Marty keeps the goggles on, and we walk in further, finally reaching the highest point, where whatever happened … happened.

And there’s nothing. Just a dimpled plateau of land.

Or wait, is that …

I jog over to the dead center of the anti-crater, and stare at what hangs in the air.

“Oh, no way,” Marty says, circling it, flipping open the lenses on his bomb goggles. “Is that what I think it is?”

To call it a “spot” would be wrong, but it’s certainly something of the same variety: a rip in reality hanging in the air, maybe two feet long and eight inches wide, so black that it seems to suck the light in all around it.

“Oh, dear,” Miss Peelo says, going right up to it and peering in. “Oh, dearie me.”

I instinctively pull her back, protective, and then something vibrates into place inside me.

“I know what it is. I know what happened here. I —”

I get no further, because a shuriken throwing-star zips by my face and embeds itself into Miss Peelo’s cheek. She screams, clutching her face, and falls to her knees, all three of her eyes wide.

The assassin with the big fake tits, Dragonfly, the one who attacked me when I was with Peter, stands not twenty feet away from us, stumbling closer; something’s wrong with her. She’s staggering, her eyes squinted nearly shut and filled with tears, mumbling under her breath.

“How the fuck didn’t you smell her?” I whisper to Marty; there’s no way I can run all the way down to the car and get the Shocker suit, not with my bum leg.

“I don’t know; she must be wearing one of those psychic blockers the kingpin had a while back; I didn’t hear her either. Shit man, what do we do?”

“The undying ones! They scream in my ears!” Dragonfly wails and her voice trembles badly. “Screaming! They are screaming!”

So, this is what we would’ve looked like if we hadn’t brought Miss Peelo along.

Maybe Marty was right. Maybe it is all about fate.

“Dragonfly, calm down,” I say in my best ‘It’s All Good’ voice. “You’re sick. You need to —”

“I need nothing from you! My skin! My flesh is being sucked from my bones!” she screams, and I back away from her as slowly as I can.

“Marty …” I say out the side of my mouth. “Get Miss Peelo the hell out of here. I’ll handle this.”
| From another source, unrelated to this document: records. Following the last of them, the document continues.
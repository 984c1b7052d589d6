//! OTLP/HTTP exporter factories, one per telemetry signal.
//!
//! Parseable's OTLP endpoints accept JSON encoding only, so every exporter is
//! built with [`Protocol::HttpJson`]. Each request carries the basic-auth
//! header plus the `X-P-Stream` / `X-P-Log-Source` pair Parseable uses to
//! route records into the configured stream.
//!
//! No retry or backoff policy is configured here; the exporters' own batching
//! and error handling apply unchanged.

use opentelemetry_otlp::{
    LogExporter, MetricExporter, Protocol, SpanExporter, WithExportConfig, WithHttpConfig,
};

use crate::config::{ParseableConfig, Signal};
use crate::error::TelemetryError;

/// Create an OTLP/HTTP span exporter targeting the Parseable traces stream.
pub fn create_trace_exporter(config: &ParseableConfig) -> Result<SpanExporter, TelemetryError> {
    let exporter = SpanExporter::builder()
        .with_http()
        .with_protocol(Protocol::HttpJson)
        .with_endpoint(config.traces_endpoint())
        .with_headers(config.headers_for_signal(&config.traces_stream, Signal::Traces))
        .build()?;
    Ok(exporter)
}

/// Create an OTLP/HTTP log exporter targeting the Parseable logs stream.
pub fn create_log_exporter(config: &ParseableConfig) -> Result<LogExporter, TelemetryError> {
    let exporter = LogExporter::builder()
        .with_http()
        .with_protocol(Protocol::HttpJson)
        .with_endpoint(config.logs_endpoint())
        .with_headers(config.headers_for_signal(&config.logs_stream, Signal::Logs))
        .build()?;
    Ok(exporter)
}

/// Create an OTLP/HTTP metric exporter targeting the Parseable metrics stream.
pub fn create_metric_exporter(config: &ParseableConfig) -> Result<MetricExporter, TelemetryError> {
    let exporter = MetricExporter::builder()
        .with_http()
        .with_protocol(Protocol::HttpJson)
        .with_endpoint(config.metrics_endpoint())
        .with_headers(config.headers_for_signal(&config.metrics_stream, Signal::Metrics))
        .build()?;
    Ok(exporter)
}
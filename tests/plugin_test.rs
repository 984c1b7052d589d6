//! Plugin wiring tests: runtime contribution, interceptor assembly, and the
//! registration-time contract checks.

#![allow(clippy::unwrap_used, clippy::expect_used, clippy::panic)]

use temporal_parseable::{
    ParseableConfig, ParseablePlugin, Plugin, TelemetryError, TelemetryRuntime,
};

#[test]
fn test_plugin_name() {
    let plugin = ParseablePlugin::new(ParseableConfig::default());
    assert_eq!(plugin.name(), "temporal-parseable");
}

#[test]
fn test_plugin_owns_a_config_copy() {
    let mut config = ParseableConfig::default();
    let plugin = ParseablePlugin::new(config.clone());

    config.service_name = "mutated".to_string();
    assert_eq!(plugin.config().service_name, "temporal-worker");
}

#[tokio::test(flavor = "multi_thread", worker_threads = 2)]
async fn test_runtimes_are_independent() {
    let plugin = ParseablePlugin::new(ParseableConfig::default());

    let first = plugin.create_runtime().expect("first runtime");
    let second = plugin.create_runtime().expect("second runtime");

    // Tearing one down must not affect the other.
    first.shutdown();

    assert!(second.tracer_provider().is_some());
    assert!(second.logger_provider().is_some());
    assert!(second.meter_provider().is_some());

    second.shutdown();
}

#[tokio::test(flavor = "multi_thread", worker_threads = 2)]
async fn test_all_signals_contribute_two_interceptors() {
    let plugin = ParseablePlugin::new(ParseableConfig::default());
    let runtime = plugin.create_runtime().expect("runtime should build");

    let interceptors = plugin.interceptors(&runtime).expect("interceptors");
    // Tracing interceptor + metrics interceptor.
    assert_eq!(interceptors.len(), 2);

    runtime.shutdown();
}

#[tokio::test(flavor = "multi_thread", worker_threads = 2)]
async fn test_metrics_disabled_contributes_tracing_only() {
    let config = ParseableConfig {
        enable_metrics: false,
        ..ParseableConfig::default()
    };
    let plugin = ParseablePlugin::new(config);
    let runtime = plugin.create_runtime().expect("runtime should build");

    let interceptors = plugin.interceptors(&runtime).expect("interceptors");
    assert_eq!(interceptors.len(), 1);

    runtime.shutdown();
}

#[tokio::test(flavor = "multi_thread", worker_threads = 2)]
async fn test_all_signals_disabled_contributes_no_interceptors() {
    let config = ParseableConfig {
        enable_traces: false,
        enable_logs: false,
        enable_metrics: false,
        ..ParseableConfig::default()
    };
    let plugin = ParseablePlugin::new(config);
    let runtime = plugin.create_runtime().expect("runtime should build");

    let interceptors = plugin.interceptors(&runtime).expect("interceptors");
    assert!(interceptors.is_empty());

    runtime.shutdown();
}

#[tokio::test(flavor = "multi_thread", worker_threads = 2)]
async fn test_mismatched_runtime_is_rejected() {
    // Runtime built without metrics, plugin configured with them: the
    // registration must fail instead of wiring a dead interceptor.
    let disabled = ParseableConfig {
        enable_metrics: false,
        ..ParseableConfig::default()
    };
    let runtime = TelemetryRuntime::new(disabled).expect("runtime should build");

    let plugin = ParseablePlugin::new(ParseableConfig::default());
    let err = plugin
        .interceptors(&runtime)
        .expect_err("mismatch should be rejected");
    assert!(matches!(
        err,
        TelemetryError::RuntimeMismatch { signal: "metrics" }
    ));

    runtime.shutdown();
}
Now, normally the sidekick is supposed to say, “Herman, no!” and valiantly join the fight. God, I guess I’m still not an actual superhero, because Marty grabs the still whimpering Miss Peelo by the arm and starts dragging her down the anti-crater.

“You must die, Herman Schultz,” the Dragonfly says, stumbling towards me.

I draw out my father’s blue switchblade, and flick it open.

She pulls out her katana.

I feel a little stupid.

Out here in the hot desert sun, in the middle of nowhere, with my injuries and her psychosis, only one thing is for sure: this is going to be quick, brutal and bloody.